Пахрицина пересела за наш стол. А потом нарушила приказ Кузаева (поскольку сам он с приездом жены нарушал — не появлялся в столовой) и перекусывала на кухне, когда снимала пробу…
Начальники служб не любили дотошную докторшу, по ее рапортам за нарушение санитарии не один из них схватил взыскание, но косточки ей и Шаховскому теперь, когда между ними пробежала кошка, не перемывали, никто не подшучивал, не злорадствовал. Ей сочувствовали; никто не верил, что красивый аристократ женится на рябой курской мужичке, пусть она и доктор. Я тоже не верил и давно жалел доверчивую женщину. Но теперь я знал то, чего не знает никто из штабных (даже Колбенко я не рассказал про ночное происшествие на первой батарее), и мое отношение к Пахрициной удивительно изменилось: не жалел ее больше.
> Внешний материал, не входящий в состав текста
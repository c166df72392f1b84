// Licensed to the Apache Software Foundation (ASF) under one
// or more contributor license agreements.  See the NOTICE file
// distributed with this work for additional information
// regarding copyright ownership.  The ASF licenses this file
// to you under the Apache License, Version 2.0 (the
// "License"); you may not use this file except in compliance
// with the License.  You may obtain a copy of the License at
//
//   http://www.apache.org/licenses/LICENSE-2.0
//
// Unless required by applicable law or agreed to in writing,
// software distributed under the License is distributed on an
// "AS IS" BASIS, WITHOUT WARRANTIES OR CONDITIONS OF ANY
// KIND, either express or implied.  See the License for the
// specific language governing permissions and limitations
// under the License.

use std::collections::HashMap;
use std::fmt::Debug;

/// Env abstracts the access to environment variables so that configuration
/// loading can be tested without touching the process environment.
pub trait Env: Debug + Send + Sync + 'static {
    /// Value of `key`, `None` when unset or not valid unicode.
    fn var(&self, key: &str) -> Option<String>;
}

/// Env backed by the process environment.
#[derive(Debug, Copy, Clone, Default)]
pub struct OsEnv;

impl Env for OsEnv {
    fn var(&self, key: &str) -> Option<String> {
        std::env::var_os(key)?.into_string().ok()
    }
}

/// Env backed by a fixed map, mostly for tests.
#[derive(Debug, Clone, Default)]
pub struct StaticEnv {
    /// Variables visible through this env.
    pub envs: HashMap<String, String>,
}

impl StaticEnv {
    /// Create a StaticEnv from (key, value) pairs.
    pub fn from_pairs<'a>(pairs: impl IntoIterator<Item = (&'a str, &'a str)>) -> Self {
        Self {
            envs: pairs
                .into_iter()
                .map(|(k, v)| (k.to_string(), v.to_string()))
                .collect(),
        }
    }
}

impl Env for StaticEnv {
    fn var(&self, key: &str) -> Option<String> {
        self.envs.get(key).cloned()
    }
}
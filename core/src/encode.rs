//! Percent encoding and whitespace normalization used by canonicalization.
//!
//! Both signature versions need a byte exact reduction of the request, a single
//! differing byte yields a different signature.

use percent_encoding::percent_decode_str;
use percent_encoding::percent_encode;
use percent_encoding::utf8_percent_encode;
use percent_encoding::AsciiSet;
use percent_encoding::NON_ALPHANUMERIC;

/// AsciiSet for [AWS UriEncode](https://docs.aws.amazon.com/AmazonS3/latest/API/sig-v4-header-based-auth.html)
///
/// - URI encode every byte except the unreserved characters: 'A'-'Z', 'a'-'z', '0'-'9', '-', '.', '_', and '~'.
/// - The path separator `/` is kept as is.
pub static AWS_URI_ENCODE_SET: AsciiSet = NON_ALPHANUMERIC
    .remove(b'/')
    .remove(b'-')
    .remove(b'.')
    .remove(b'_')
    .remove(b'~');

/// AsciiSet for [AWS UriEncode](https://docs.aws.amazon.com/AmazonS3/latest/API/sig-v4-header-based-auth.html)
///
/// But used in query.
pub static AWS_QUERY_ENCODE_SET: AsciiSet = NON_ALPHANUMERIC
    .remove(b'-')
    .remove(b'.')
    .remove(b'_')
    .remove(b'~');

/// Encode a request path for signing.
///
/// The input is percent decoded first, so an already encoded path yields the
/// same output again. Every byte of the decoded path except the unreserved
/// set and `/` becomes a `%XX` triplet, multi-byte characters are encoded
/// byte by byte.
pub fn uri_encode_path(path: &str) -> String {
    let decoded: Vec<u8> = percent_decode_str(path).collect();
    percent_encode(&decoded, &AWS_URI_ENCODE_SET).to_string()
}

/// Encode a query key or value for signing.
pub fn uri_encode_query(v: &str) -> String {
    utf8_percent_encode(v, &AWS_QUERY_ENCODE_SET).to_string()
}

#[inline]
fn is_signing_whitespace(c: char) -> bool {
    matches!(c, ' ' | '\t' | '\x0b' | '\r' | '\n' | '\x0c')
}

/// Collapse every run of whitespace into one space and trim both ends.
///
/// Whitespace here means space, tab, vertical tab, carriage return, line feed
/// and form feed. Everything else passes through unchanged.
pub fn trim_all(s: &str) -> String {
    let mut out = String::with_capacity(s.len());
    for word in s.split(is_signing_whitespace).filter(|w| !w.is_empty()) {
        if !out.is_empty() {
            out.push(' ');
        }
        out.push_str(word);
    }
    out
}
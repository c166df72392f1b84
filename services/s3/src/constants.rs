// Licensed to the Apache Software Foundation (ASF) under one
// or more contributor license agreements.  See the NOTICE file
// distributed with this work for additional information
// regarding copyright ownership.  The ASF licenses this file
// to you under the Apache License, Version 2.0 (the
// "License"); you may not use this file except in compliance
// with the License.  You may obtain a copy of the License at
//
//   http://www.apache.org/licenses/LICENSE-2.0
//
// Unless required by applicable law or agreed to in writing,
// software distributed under the License is distributed on an
// "AS IS" BASIS, WITHOUT WARRANTIES OR CONDITIONS OF ANY
// KIND, either express or implied.  See the License for the
// specific language governing permissions and limitations
// under the License.

// Service identifiers.
pub const S3_SERVICE: &str = "s3";

// Algorithms.
pub const SIGN_V4_ALGORITHM: &str = "AWS4-HMAC-SHA256";
pub const SIGN_V2_ALGORITHM: &str = "AWS";
pub const SCOPE_TERMINATOR: &str = "aws4_request";
pub const UNSIGNED_PAYLOAD: &str = "UNSIGNED-PAYLOAD";

// Headers used in aws services.
pub const CONTENT_MD5: &str = "content-md5";
pub const X_AMZ_CONTENT_SHA_256: &str = "x-amz-content-sha256";
pub const X_AMZ_DATE: &str = "x-amz-date";
pub const X_AMZ_SECURITY_TOKEN: &str = "x-amz-security-token";
pub const X_AMZ_PREFIX: &str = "x-amz";

// Query parameters used by presigned V4 requests.
pub const X_AMZ_ALGORITHM_QUERY: &str = "X-Amz-Algorithm";
pub const X_AMZ_CREDENTIAL_QUERY: &str = "X-Amz-Credential";
pub const X_AMZ_DATE_QUERY: &str = "X-Amz-Date";
pub const X_AMZ_EXPIRES_QUERY: &str = "X-Amz-Expires";
pub const X_AMZ_SECURITY_TOKEN_QUERY: &str = "X-Amz-Security-Token";
pub const X_AMZ_SIGNED_HEADERS_QUERY: &str = "X-Amz-SignedHeaders";
pub const X_AMZ_SIGNATURE_QUERY: &str = "X-Amz-Signature";

// Query parameters used by presigned V2 requests.
pub const AWS_ACCESS_KEY_ID_QUERY: &str = "AWSAccessKeyId";
pub const GOOGLE_ACCESS_ID_QUERY: &str = "GoogleAccessId";
pub const EXPIRES_QUERY: &str = "Expires";
pub const SIGNATURE_QUERY: &str = "Signature";

// Hosts that expect `GoogleAccessId` in V2 presigned requests.
pub const GOOGLE_STORAGE_HOST_MARKER: &str = ".storage.googleapis.com";

// Env values used in aws services.
pub const AWS_REGION: &str = "AWS_REGION";
pub const AWS_DEFAULT_REGION: &str = "AWS_DEFAULT_REGION";
//! Core components for signing S3 compatible API requests.
//!
//! This crate provides the service agnostic building blocks used by `s3sign`:
//!
//! - [`SigningRequest`]: a working copy of [`http::request::Parts`] that signers mutate
//!   and then apply back to the request.
//! - [`Error`] and [`ErrorKind`]: the error type shared by every signer.
//! - [`Env`]: access to environment variables, used while loading configuration.
//!
//! ## Utilities
//!
//! - [`hash`]: Cryptographic hashing utilities
//! - [`time`]: Time formatting utilities
//! - [`encode`]: Percent encoding and whitespace normalization used by canonicalization
//! - [`utils`]: General utilities including data redaction

// Make sure all our public APIs have docs.
#![warn(missing_docs)]

pub mod encode;
pub mod hash;
pub mod time;
pub mod utils;

mod env;
pub use env::Env;
pub use env::OsEnv;
pub use env::StaticEnv;
mod error;
pub use error::{Error, ErrorKind, Result};
mod request;
pub use request::{SigningMethod, SigningRequest};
Но что особенно поражало — не чувствовал возмущение и Шаховским. Разве у меня самого не кружилась голова в театре от близости… не ведьмы! — чаровницы, пахнущей медом и земляникой?
Пахрицина села рядом, да еще попросила разрешения:
— С вами можно, Павел?
Я сконфузился. Другие офицеры (за моим столом сидели все младше ее по званию) тоже смутились, притихли. Правда, она разговорила нас. Она была в то утро непривычно разговорчивой, даже остроумной. Но один я понимал ее нервно-возбужденное состояние. Ела она в том же темпе, что и я. Однако мне удалось улизнуть из столовой первым.
Доктор несколько раз появлялась в штабе, но я избегал ее. (Потом переживал, что добавил ей еще и эти муки, еще одно унижение — ловить какого-то младшего лейтенанта, чтобы спросить у него…)
Нарочно пошел на батарею, хотя особой необходимости не было. Обедал у Данилова. При утренних встречах он ни слова не сказал о ночном приключении, и я старался ничем — ни жестом, ни загадочной улыбкой — не напомнить ему. Точка. Забыто. Нигде не всплыло. Молодцы Роза и Виктор! А тут он сам напомнил — сказал почти довольный:
— А ты — психолог. Действительно, теперь мне стыдно и смешно вспоминать дурацкую историю. Из-за чего я завелся? Почему мне показалось, что он оскорбил мой народ? Просто зрелый и рассудительный человек посмеялся над глупым жеребячьим выкриком. Серьезно я говорил? Шутливо? Черт его знает. В состоянии аффекта человек теряет голову. Нашелся бы кто-то умный, и моего отца можно было бы успокоить. А они науськивали, подлецы, — мужчины табора. Я сам ненавижу своих соплеменников. Сколько они по бездумности делали зла! Почему же я взорвался, дурак? Стреляться… Идиот! В то время, когда гибнут миллионы. Кнутом некому отстегать такого безумца!